Ho alcuni dati in [0,1] che vorrei analizzare con una regressione beta. Ovviamente bisogna fare qualcosa per accogliere i valori di 0,1. Non mi piace modificare i dati per adattarli a un modello. inoltre non credo che l'inflazione zero e 1 sia una buona idea perché credo che in questo caso si debbano considerare gli 0 come valori positivi molto piccoli (ma non voglio dire esattamente quale valore sia appropriato. Una scelta ragionevole Credo che sarebbe scegliere piccoli valori come .001 e .999 e adattarlo al modello usando la dist cumulativa per la beta. Quindi per le osservazioni y_i la probabilità logaritmica LL_dovrebbe essere
if y_i < .001 LL+=log(cumd_beta(.001))
else if y_i>.999 LL+=log(1.0-cum_beta(.999))

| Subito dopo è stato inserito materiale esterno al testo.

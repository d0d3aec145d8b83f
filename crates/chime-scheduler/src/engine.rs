//! Polling engine: the per-process loop that executes due schedules.
//!
//! Several engines may poll the same root concurrently (separate processes
//! or tests); the per-schedule lock file guarantees at most one of them
//! executes a given id at a time. A failed acquire just defers the record
//! to the next tick.

use std::time::Duration;

use tokio::sync::{mpsc, watch};
use tracing::{debug, error, info, warn};
use uuid::Uuid;

use chime_core::config::SchedulerConfig;
use chime_core::time::now_ms;

use crate::lock::LockManager;
use crate::schedule::compute_next_run;
use crate::store::ScheduleStore;
use crate::types::{Schedule, ScheduleRecord, ScheduleStatus};

pub struct SchedulerEngine {
    store: ScheduleStore,
    locks: LockManager,
    /// Identifies this engine instance as a lock owner.
    owner_id: String,
    tick_secs: u64,
    lock_ttl_ms: i64,
    /// If set, fired records are sent here for execution routing.
    fired_tx: Option<mpsc::Sender<ScheduleRecord>>,
}

impl SchedulerEngine {
    /// Create an engine over an injected store and lock manager.
    ///
    /// Pass `Some(tx)` to receive every fired [`ScheduleRecord`] via mpsc.
    /// The sender is non-blocking (`try_send`) so the tick loop is never
    /// stalled by a slow executor.
    pub fn new(
        store: ScheduleStore,
        locks: LockManager,
        config: &SchedulerConfig,
        fired_tx: Option<mpsc::Sender<ScheduleRecord>>,
    ) -> Self {
        Self {
            store,
            locks,
            owner_id: Uuid::new_v4().to_string(),
            tick_secs: config.tick_secs,
            lock_ttl_ms: config.lock_ttl_ms,
            fired_tx,
        }
    }

    pub fn owner_id(&self) -> &str {
        &self.owner_id
    }

    pub fn store(&self) -> &ScheduleStore {
        &self.store
    }

    /// Main loop: poll on a fixed tick until `shutdown` broadcasts `true`.
    pub async fn run(self, mut shutdown: watch::Receiver<bool>) {
        info!(owner_id = %self.owner_id, tick_secs = self.tick_secs, "scheduler engine started");
        let mut interval = tokio::time::interval(Duration::from_secs(self.tick_secs.max(1)));
        loop {
            tokio::select! {
                _ = interval.tick() => {
                    self.tick_at(now_ms());
                }
                _ = shutdown.changed() => {
                    if *shutdown.borrow() {
                        info!("scheduler engine shutting down");
                        break;
                    }
                }
            }
        }
    }

    /// Process every schedule due at `now`: lock, dispatch, advance,
    /// release. One broken record never aborts the rest of the tick.
    pub fn tick_at(&self, now: i64) {
        for record in self.store.due(now) {
            let acquired = match self.locks.acquire(&record.id, &self.owner_id, self.lock_ttl_ms) {
                Ok(acquired) => acquired,
                Err(e) => {
                    error!(schedule_id = %record.id, "lock acquire failed: {e}");
                    continue;
                }
            };
            if !acquired {
                debug!(schedule_id = %record.id, "locked by another poller, deferring");
                continue;
            }

            self.fire(&record, now);
            self.locks.release(&record.id, &self.owner_id);
        }
    }

    fn fire(&self, record: &ScheduleRecord, now: i64) {
        info!(schedule_id = %record.id, "executing schedule");

        if let Some(ref tx) = self.fired_tx {
            // try_send never blocks the tick loop.
            if tx.try_send(record.clone()).is_err() {
                warn!(schedule_id = %record.id, "executor channel full or closed, run dropped");
            }
        }

        let advanced = self.store.update(&record.id, |r| match r.schedule {
            Schedule::Once { .. } => {
                r.status = ScheduleStatus::Completed;
                r.next_run_at = None;
            }
            _ => {
                r.next_run_at = compute_next_run(&r.schedule, now);
                if r.next_run_at.is_none() {
                    // Schedule became uncomputable (e.g. the cron expression
                    // no longer yields a match). The record stays visible for
                    // repair but is never treated as due.
                    warn!(schedule_id = %r.id, "no next run computable, schedule idled");
                }
            }
        });

        match advanced {
            Ok(Some(updated)) => {
                debug!(
                    schedule_id = %record.id,
                    next_run_at = ?updated.next_run_at,
                    status = %updated.status,
                    "schedule advanced"
                );
            }
            Ok(None) => {
                // Deleted while we held the lock; nothing to advance.
                debug!(schedule_id = %record.id, "record vanished during execution");
            }
            Err(e) => {
                error!(schedule_id = %record.id, "failed to persist next run: {e}");
            }
        }
    }
}

#[cfg(test)]
mod tests {
    use super::*;
    use crate::store::NewSchedule;
    use crate::types::{CreatedBy, IntervalUnit, ScheduleAction};
    use chrono::DateTime;

    fn ms(s: &str) -> i64 {
        DateTime::parse_from_rfc3339(s)
            .expect("test timestamp")
            .timestamp_millis()
    }

    fn engine_at(
        root: &std::path::Path,
        fired_tx: Option<mpsc::Sender<ScheduleRecord>>,
    ) -> SchedulerEngine {
        SchedulerEngine::new(
            ScheduleStore::new(root),
            LockManager::new(root),
            &SchedulerConfig::default(),
            fired_tx,
        )
    }

    fn cron_record(id: &str, cron: &str, t0: i64, next: i64) -> ScheduleRecord {
        ScheduleRecord {
            id: id.into(),
            created_at: t0,
            updated_at: t0,
            created_by: CreatedBy::User,
            session_id: None,
            action: ScheduleAction::Message {
                message: "ping".into(),
            },
            description: None,
            status: ScheduleStatus::Active,
            schedule: Schedule::Cron {
                cron: cron.into(),
                timezone: None,
            },
            next_run_at: Some(next),
        }
    }

    #[test]
    fn cron_end_to_end_advances_by_period() {
        let dir = tempfile::tempdir().expect("tempdir");
        let (tx, mut rx) = mpsc::channel(8);
        let engine = engine_at(dir.path(), Some(tx));

        let t0 = ms("2026-02-01T00:00:00Z");
        let first = ms("2026-02-01T00:05:00Z");
        engine
            .store()
            .save(&cron_record("s1", "*/5 * * * *", t0, first))
            .expect("save");

        // before the fire time nothing happens
        engine.tick_at(first - 1);
        assert!(rx.try_recv().is_err());

        engine.tick_at(first);
        let fired = rx.try_recv().expect("fired");
        assert_eq!(fired.id, "s1");

        let after = engine.store().get("s1").expect("record");
        assert_eq!(after.status, ScheduleStatus::Active);
        assert_eq!(after.next_run_at, Some(ms("2026-02-01T00:10:00Z")));

        // the lock was released
        assert!(!dir.path().join("schedules/locks/s1.lock.json").exists());
    }

    #[test]
    fn once_completes_after_single_fire() {
        let dir = tempfile::tempdir().expect("tempdir");
        let (tx, mut rx) = mpsc::channel(8);
        let engine = engine_at(dir.path(), Some(tx));

        let at = ms("2026-03-01T09:00:00Z");
        let mut record = cron_record("once-1", "* * * * *", at - 60_000, at);
        record.schedule = Schedule::Once {
            at: "2026-03-01T09:00:00Z".into(),
            timezone: None,
        };
        engine.store().save(&record).expect("save");

        engine.tick_at(at);
        assert_eq!(rx.try_recv().expect("fired").id, "once-1");

        let after = engine.store().get("once-1").expect("record");
        assert_eq!(after.status, ScheduleStatus::Completed);
        assert!(after.next_run_at.is_none());

        // completed records never fire again
        engine.tick_at(at + 60_000);
        assert!(rx.try_recv().is_err());
    }

    #[test]
    fn contended_schedule_is_skipped_until_next_tick() {
        let dir = tempfile::tempdir().expect("tempdir");
        let (tx, mut rx) = mpsc::channel(8);
        let engine = engine_at(dir.path(), Some(tx));

        let t0 = ms("2026-02-01T00:00:00Z");
        let first = ms("2026-02-01T00:05:00Z");
        engine
            .store()
            .save(&cron_record("s1", "*/5 * * * *", t0, first))
            .expect("save");

        // another poller holds the lock
        let other = LockManager::new(dir.path());
        assert!(other.acquire("s1", "rival-poller", 60_000).expect("acquire"));

        engine.tick_at(first);
        assert!(rx.try_recv().is_err());
        let untouched = engine.store().get("s1").expect("record");
        assert_eq!(untouched.next_run_at, Some(first));

        // once the rival releases, the next tick runs it
        other.release("s1", "rival-poller");
        engine.tick_at(first);
        assert_eq!(rx.try_recv().expect("fired").id, "s1");
    }

    #[test]
    fn interval_advances_relative_to_fire_time() {
        let dir = tempfile::tempdir().expect("tempdir");
        let engine = engine_at(dir.path(), None);

        let t0 = 1_700_000_000_000;
        let mut record = cron_record("iv", "* * * * *", t0, t0 + 30_000);
        record.schedule = Schedule::Interval {
            interval: 30,
            unit: IntervalUnit::Seconds,
        };
        engine.store().save(&record).expect("save");

        // fires late: next run is measured from the actual fire time
        let fired_at = t0 + 45_000;
        engine.tick_at(fired_at);
        let after = engine.store().get("iv").expect("record");
        assert_eq!(after.next_run_at, Some(fired_at + 30_000));
    }

    #[test]
    fn full_executor_channel_still_reschedules() {
        let dir = tempfile::tempdir().expect("tempdir");
        let (tx, _rx) = mpsc::channel(1);
        tx.try_send(cron_record("filler", "* * * * *", 0, 1))
            .expect("fill");
        let engine = engine_at(dir.path(), Some(tx));

        let t0 = ms("2026-02-01T00:00:00Z");
        let first = ms("2026-02-01T00:05:00Z");
        engine
            .store()
            .save(&cron_record("s1", "*/5 * * * *", t0, first))
            .expect("save");

        engine.tick_at(first);
        let after = engine.store().get("s1").expect("record");
        assert_eq!(after.next_run_at, Some(ms("2026-02-01T00:10:00Z")));
    }

    #[test]
    fn corrupt_sibling_record_does_not_abort_tick() {
        let dir = tempfile::tempdir().expect("tempdir");
        let (tx, mut rx) = mpsc::channel(8);
        let engine = engine_at(dir.path(), Some(tx));

        let t0 = ms("2026-02-01T00:00:00Z");
        let first = ms("2026-02-01T00:05:00Z");
        engine
            .store()
            .save(&cron_record("s1", "*/5 * * * *", t0, first))
            .expect("save");
        std::fs::create_dir_all(dir.path().join("schedules")).expect("mkdir");
        std::fs::write(dir.path().join("schedules/junk.json"), "oops").expect("write");

        engine.tick_at(first);
        assert_eq!(rx.try_recv().expect("fired").id, "s1");
    }

    #[tokio::test]
    async fn run_stops_on_shutdown_signal() {
        let dir = tempfile::tempdir().expect("tempdir");
        let engine = engine_at(dir.path(), None);
        let (shutdown_tx, shutdown_rx) = watch::channel(false);

        let handle = tokio::spawn(engine.run(shutdown_rx));
        shutdown_tx.send(true).expect("signal");
        tokio::time::timeout(Duration::from_secs(5), handle)
            .await
            .expect("engine did not stop")
            .expect("engine task panicked");
    }
}
use serde::{Deserialize, Serialize};

/// Defines when a schedule fires.
#[derive(Debug, Clone, PartialEq, Serialize, Deserialize)]
#[serde(tag = "kind", rename_all = "snake_case")]
pub enum Schedule {
    /// Fire once at an absolute or timezone-local instant.
    ///
    /// `at` is either an RFC 3339 timestamp with an explicit offset, or a
    /// naive wall-clock string resolved against `timezone`.
    Once {
        at: String,
        #[serde(default, skip_serializing_if = "Option::is_none")]
        timezone: Option<String>,
    },

    /// Fire on every instant matching a 5-field cron expression.
    Cron {
        cron: String,
        #[serde(default, skip_serializing_if = "Option::is_none")]
        timezone: Option<String>,
    },

    /// Fire every fixed duration.
    Interval { interval: i64, unit: IntervalUnit },

    /// Fire after a uniformly random duration in `[min_interval, max_interval]`.
    #[serde(rename_all = "camelCase")]
    Random {
        min_interval: i64,
        max_interval: i64,
        unit: IntervalUnit,
    },
}

/// Duration unit for interval-style schedules.
#[derive(Debug, Clone, Copy, PartialEq, Eq, Serialize, Deserialize)]
#[serde(rename_all = "snake_case")]
pub enum IntervalUnit {
    Seconds,
    Minutes,
    Hours,
}

impl IntervalUnit {
    /// Milliseconds per unit.
    pub fn millis(self) -> i64 {
        match self {
            IntervalUnit::Seconds => 1_000,
            IntervalUnit::Minutes => 60_000,
            IntervalUnit::Hours => 3_600_000,
        }
    }
}

/// Lifecycle state of a schedule.
#[derive(Debug, Clone, Copy, PartialEq, Eq, Serialize, Deserialize)]
#[serde(rename_all = "snake_case")]
pub enum ScheduleStatus {
    /// Eligible to fire when next_run_at arrives.
    Active,
    /// Retained but never due.
    Paused,
    /// Finished (a Once schedule after its single fire).
    Completed,
}

impl std::fmt::Display for ScheduleStatus {
    fn fmt(&self, f: &mut std::fmt::Formatter<'_>) -> std::fmt::Result {
        let s = match self {
            ScheduleStatus::Active => "active",
            ScheduleStatus::Paused => "paused",
            ScheduleStatus::Completed => "completed",
        };
        write!(f, "{s}")
    }
}

/// Who created a schedule.
#[derive(Debug, Clone, Copy, PartialEq, Eq, Serialize, Deserialize)]
#[serde(rename_all = "snake_case")]
pub enum CreatedBy {
    User,
    Agent,
    System,
}

/// What the external executor does when the schedule fires.
///
/// Serializes as `{"actionType": "command", "command": "..."}` /
/// `{"actionType": "message", "message": "..."}` to match the on-disk shape.
#[derive(Debug, Clone, PartialEq, Serialize, Deserialize)]
#[serde(tag = "actionType", rename_all = "snake_case")]
pub enum ScheduleAction {
    Command { command: String },
    Message { message: String },
}

/// A persisted schedule record — one JSON file per record.
#[derive(Debug, Clone, PartialEq, Serialize, Deserialize)]
#[serde(rename_all = "camelCase")]
pub struct ScheduleRecord {
    /// Stable identifier; restricted to `[A-Za-z0-9_-]` because it is used
    /// verbatim as a filesystem path component.
    pub id: String,
    /// Epoch milliseconds.
    pub created_at: i64,
    /// Epoch milliseconds.
    pub updated_at: i64,
    pub created_by: CreatedBy,
    /// Owning session; absent means a global schedule.
    #[serde(default, skip_serializing_if = "Option::is_none")]
    pub session_id: Option<String>,
    #[serde(flatten)]
    pub action: ScheduleAction,
    #[serde(default, skip_serializing_if = "Option::is_none")]
    pub description: Option<String>,
    pub status: ScheduleStatus,
    pub schedule: Schedule,
    /// Cached next fire time (epoch ms). Absent means "cannot compute" and
    /// the record is never treated as due.
    #[serde(default, skip_serializing_if = "Option::is_none")]
    pub next_run_at: Option<i64>,
}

else LL+=log(beta_density(y_i))
Quello che mi piace di questo modello è che se il modello di regressione beta è valido anche questo modello è valido, ma rimuove un po 'di sensibilità ai valori estremi. Tuttavia, questo sembra essere un approccio così naturale che mi chiedo perché non trovo alcun riferimento ovvio in letteratura. Quindi la mia domanda è invece di modificare i dati, perché non modificare il modello. La modifica dei dati pregiudica i risultati (in base al presupposto che il modello originale sia valido), mentre la modifica del modello mediante il superamento dei valori estremi non pregiudica i risultati.
Forse c'è un problema che sto trascurando?